US 12,461,944 B2
	Multi-cluster duplicate record detection
Austin Smith, Wesley Chapel, FL (US); Stephen Wilbourn, Royse City, TX (US); Heath Hafner, Mahomet, IL (US); Peter R. Wenzel, Bloomington, IL (US); and Brian Setzler, Bloomington, IL (US)
Assigned to State Farm Mutual Automobile Insurance Company, Bloomington, IL (US)
Filed by State Farm Mutual Automobile Insurance Company, Bloomington, IL (US)
Filed on Mar. 25, 2024, as Appl. No. 18/615,663.
Prior Publication US 2025/0298812 A1, Sep. 25, 2025
Int. Cl. G06F 16/00 (2019.01); G06F 16/215 (2019.01); G06F 16/2457 (2019.01); G06F 16/28 (2019.01)

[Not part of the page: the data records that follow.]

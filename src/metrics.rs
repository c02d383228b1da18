//! Lightweight Prometheus-compatible metrics for the ingest server.
//!
//! Uses atomic counters for lock-free instrumentation. Renders metrics in
//! Prometheus text exposition format.

use std::sync::atomic::{AtomicU64, Ordering};
use std::time::Instant;

/// Lightweight Prometheus-compatible metrics for the ingest server.
pub struct Metrics {
    /// Connections currently handshaking or serving (gauge)
    pub active_connections: AtomicU64,
    /// Total connections accepted (counter)
    pub connections_accepted_total: AtomicU64,
    /// Total handshakes that reached Established (counter)
    pub handshakes_completed_total: AtomicU64,
    /// Total handshakes that failed (counter)
    pub handshakes_failed_total: AtomicU64,
    /// Total accept calls that failed (counter)
    pub accept_errors_total: AtomicU64,
    /// Total connections dropped because no worker could be spawned (counter)
    pub spawn_failures_total: AtomicU64,
    /// Total payload bytes received after the handshake (counter)
    pub bytes_received_total: AtomicU64,
    /// Server start time (for uptime calculation)
    pub start_time: Instant,
}

impl Metrics {
    pub fn new() -> Self {
        Self {
            active_connections: AtomicU64::new(0),
            connections_accepted_total: AtomicU64::new(0),
            handshakes_completed_total: AtomicU64::new(0),
            handshakes_failed_total: AtomicU64::new(0),
            accept_errors_total: AtomicU64::new(0),
            spawn_failures_total: AtomicU64::new(0),
            bytes_received_total: AtomicU64::new(0),
            start_time: Instant::now(),
        }
    }

    /// Render metrics in Prometheus text exposition format.
    pub fn render(&self) -> String {
        let uptime = self.start_time.elapsed().as_secs();
        format!(
            "# HELP avserv_active_connections Connections currently handshaking or serving\n\
             # TYPE avserv_active_connections gauge\n\
             avserv_active_connections {}\n\
             # HELP avserv_connections_accepted_total Total connections accepted\n\
             # TYPE avserv_connections_accepted_total counter\n\
             avserv_connections_accepted_total {}\n\
             # HELP avserv_handshakes_completed_total Total handshakes established\n\
             # TYPE avserv_handshakes_completed_total counter\n\
             avserv_handshakes_completed_total {}\n\
             # HELP avserv_handshakes_failed_total Total handshakes failed\n\
             # TYPE avserv_handshakes_failed_total counter\n\
             avserv_handshakes_failed_total {}\n\
             # HELP avserv_accept_errors_total Total accept failures\n\
             # TYPE avserv_accept_errors_total counter\n\
             avserv_accept_errors_total {}\n\
             # HELP avserv_spawn_failures_total Total connections dropped for lack of a worker\n\
             # TYPE avserv_spawn_failures_total counter\n\
             avserv_spawn_failures_total {}\n\
             # HELP avserv_bytes_received_total Total payload bytes received\n\
             # TYPE avserv_bytes_received_total counter\n\
             avserv_bytes_received_total {}\n\
             # HELP avserv_uptime_seconds Server uptime in seconds\n\
             # TYPE avserv_uptime_seconds gauge\n\
             avserv_uptime_seconds {}\n",
            self.active_connections.load(Ordering::Relaxed),
            self.connections_accepted_total.load(Ordering::Relaxed),
            self.handshakes_completed_total.load(Ordering::Relaxed),
            self.handshakes_failed_total.load(Ordering::Relaxed),
            self.accept_errors_total.load(Ordering::Relaxed),
            self.spawn_failures_total.load(Ordering::Relaxed),
            self.bytes_received_total.load(Ordering::Relaxed),
            uptime,
        )
    }
}

impl Default for Metrics {
    fn default() -> Self {
        Self::new()
    }
}

#[cfg(test)]
mod tests {
    use super::*;

    #[test]
    fn test_metrics_render_format() {
        let m = Metrics::new();
        m.handshakes_completed_total.fetch_add(5, Ordering::Relaxed);
        m.bytes_received_total.fetch_add(1024, Ordering::Relaxed);
        let output = m.render();
        assert!(output.contains("avserv_handshakes_completed_total 5"));
        assert!(output.contains("avserv_bytes_received_total 1024"));
        assert!(output.contains("avserv_active_connections 0"));
        assert!(output.contains("# TYPE avserv_uptime_seconds gauge"));
    }

    #[test]
    fn test_metrics_default_zero() {
        let m = Metrics::default();
        assert_eq!(m.active_connections.load(Ordering::Relaxed), 0);
        assert_eq!(m.connections_accepted_total.load(Ordering::Relaxed), 0);
        assert_eq!(m.handshakes_completed_total.load(Ordering::Relaxed), 0);
        assert_eq!(m.handshakes_failed_total.load(Ordering::Relaxed), 0);
        assert_eq!(m.accept_errors_total.load(Ordering::Relaxed), 0);
        assert_eq!(m.spawn_failures_total.load(Ordering::Relaxed), 0);
        assert_eq!(m.bytes_received_total.load(Ordering::Relaxed), 0);
    }

    #[test]
    fn test_metrics_counter_increments() {
        let m = Metrics::new();
        m.connections_accepted_total.fetch_add(3, Ordering::Relaxed);
        m.handshakes_failed_total.fetch_add(2, Ordering::Relaxed);
        m.accept_errors_total.fetch_add(1, Ordering::Relaxed);
        let output = m.render();
        assert!(output.contains("avserv_connections_accepted_total 3"));
        assert!(output.contains("avserv_handshakes_failed_total 2"));
        assert!(output.contains("avserv_accept_errors_total 1"));
    }

    #[test]
    fn test_metrics_render_prometheus_format() {
        let m = Metrics::new();
        let output = m.render();
        for name in [
            "avserv_connections_accepted_total",
            "avserv_handshakes_completed_total",
            "avserv_handshakes_failed_total",
            "avserv_accept_errors_total",
            "avserv_spawn_failures_total",
            "avserv_bytes_received_total",
        ] {
            assert!(output.contains(&format!("# HELP {}", name)));
            assert!(output.contains(&format!("# TYPE {} counter", name)));
        }
        assert!(output.contains("# TYPE avserv_active_connections gauge"));
        assert!(output
            .lines()
            .any(|l| l.starts_with("avserv_uptime_seconds ")));
    }
}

CPC G06F 16/285 (2019.01) [G06F 16/215 (2019.01); G06F 16/24575 (2019.01)]

20 Claims

1. A multi-cluster data storage system, comprising:

a first computing cluster of a first datacenter, the first computing cluster comprising a first database instance executing on a first server, the first computing cluster storing a first set of records;

a second computing cluster of a second datacenter separate from the first datacenter, the second computing cluster comprising a second database instance executing on a second server, the second computing cluster storing a second set of records;

a search server executing separate from the first server and the second server, the search server comprising storing a multi-cluster index having a sorted object identifier key; and

a duplicate record detector comprising one or more processors and one or more non-transitory computer-readable media storing computer-executable instructions that, when executed by the one or more processors, cause the one or more processors to perform operations comprising:

retrieving a first set of records from the first computing cluster;

paring the first set of records, into a first pared subset of records, based at least in part on the multi-cluster index;

retrieving a second set of records from the second computing cluster;

paring the second set of records, into a second pared subset of records, based at least in part on the multi-cluster index; and

determining a duplicate record, based at least in part on comparing the first pared subset of records and the second pared subset of records.